Recursos principais de OpenLIT
Treinamento de modelos
OpenLIT fornece recursos flexíveis de treinamento de modelos, suportando vários frameworks de aprendizado profundo, como TensorFlow, PyTorch e ONNX. Os desenvolvedores podem usar os modelos pré-treinados fornecidos pela plataforma ou seus próprios modelos para treinamento e otimização.
Implantação de modelos
OpenLIT fornece recursos convenientes de implantação de modelos, suportando vários métodos de implantação, como implantação na nuvem, implantação na borda e implantação local. A plataforma fornece ferramentas visuais que permitem que os desenvolvedores gerenciem e monitorem facilmente os modelos implantados.
Gerenciamento de modelos
OpenLIT fornece recursos completos de gerenciamento de modelos, permitindo que os desenvolvedores gerenciem versões, compartilhem e colaborem em modelos. A plataforma também fornece ferramentas de avaliação de modelos que permitem que os desenvolvedores avaliem o desempenho dos modelos.
Casos de uso de OpenLIT
- Engenheiros de IA: Otimize os fluxos de trabalho de desenvolvimento de IA generativa usando os recursos de experimentação de LLM e gerenciamento de prompts do OpenLIT.

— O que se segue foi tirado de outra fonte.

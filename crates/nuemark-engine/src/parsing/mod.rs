pub mod attrs;
pub mod blocks;
pub mod front_matter;
pub mod inline;
pub mod lines;
pub mod reflinks;

use blocks::{Block, BlockBuilder};
use reflinks::Reflinks;

/// Parses source lines (front matter already removed) into blocks and the
/// reflink definitions they contain.
pub fn parse_blocks(lines: &[String]) -> (Vec<Block>, Reflinks) {
    let mut reflinks = Reflinks::new();
    let blocks = BlockBuilder::new(&mut reflinks).build(lines);
    (blocks, reflinks)
}
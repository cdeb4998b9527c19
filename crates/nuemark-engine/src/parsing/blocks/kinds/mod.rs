//! Block-specific types that own their syntax delimiters.
//!
//! The classifier and builder call into these; they never hardcode markers.

pub mod block_quote;
pub mod code_fence;
pub mod heading;
pub mod list;
pub mod paragraph;
pub mod table;
pub mod tag;
pub mod thematic_break;

pub use block_quote::BlockQuote;
pub use code_fence::{CodeFence, FenceInfo, FenceKind, FenceSig};
pub use heading::HeadingSyntax;
pub use list::{ListItem, ListMarker};
pub use paragraph::Paragraph;
pub use table::TableSyntax;
pub use tag::{TagHeader, TagSyntax};
pub use thematic_break::ThematicBreak;
//! Section segmentation by heading level.

use std::ops::Range;

use crate::parsing::blocks::Block;

/// Headings at this level or above start a new section.
pub const DEFAULT_SECTION_LEVEL: u8 = 2;

/// Index ranges of the sections in `blocks`.
///
/// Each section starts at a heading with `level <= max_level` and runs up to
/// the next such heading. Blocks before the first one are in no section.
/// Returns `None` when no heading qualifies.
pub fn section_ranges(blocks: &[Block], max_level: u8) -> Option<Vec<Range<usize>>> {
    let starts: Vec<usize> = blocks
        .iter()
        .enumerate()
        .filter(|(_, block)| block.level().is_some_and(|level| level <= max_level))
        .map(|(i, _)| i)
        .collect();
    if starts.is_empty() {
        return None;
    }

    let ends = starts.iter().skip(1).copied().chain([blocks.len()]);
    Some(starts.iter().zip(ends).map(|(&start, end)| start..end).collect())
}

/// The sections of `blocks` as slices. See [`section_ranges`].
pub fn categorize(blocks: &[Block], max_level: u8) -> Option<Vec<&[Block]>> {
    let ranges = section_ranges(blocks, max_level)?;
    Some(ranges.into_iter().map(|range| &blocks[range]).collect())
}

- Equipes de DevOps: Melhore o desempenho dos aplicativos de IA com os recursos de rastreamento e monitoramento de exceções nativos do OpenTelemetry do OpenLIT.
- Pesquisadores de aprendizado de máquina: Compare vários LLMs lado a lado usando o Playground do OpenLIT para análise de custo e desempenho.
- Cientistas de dados: Gerencie com segurança as chaves de API e outras informações confidenciais no Vault do OpenLIT para maior segurança.
- Desenvolvedores de software: Integre os SDKs do OpenLIT para Python e TypeScript para monitorar facilmente erros de aplicativos e obter insights granulares de uso.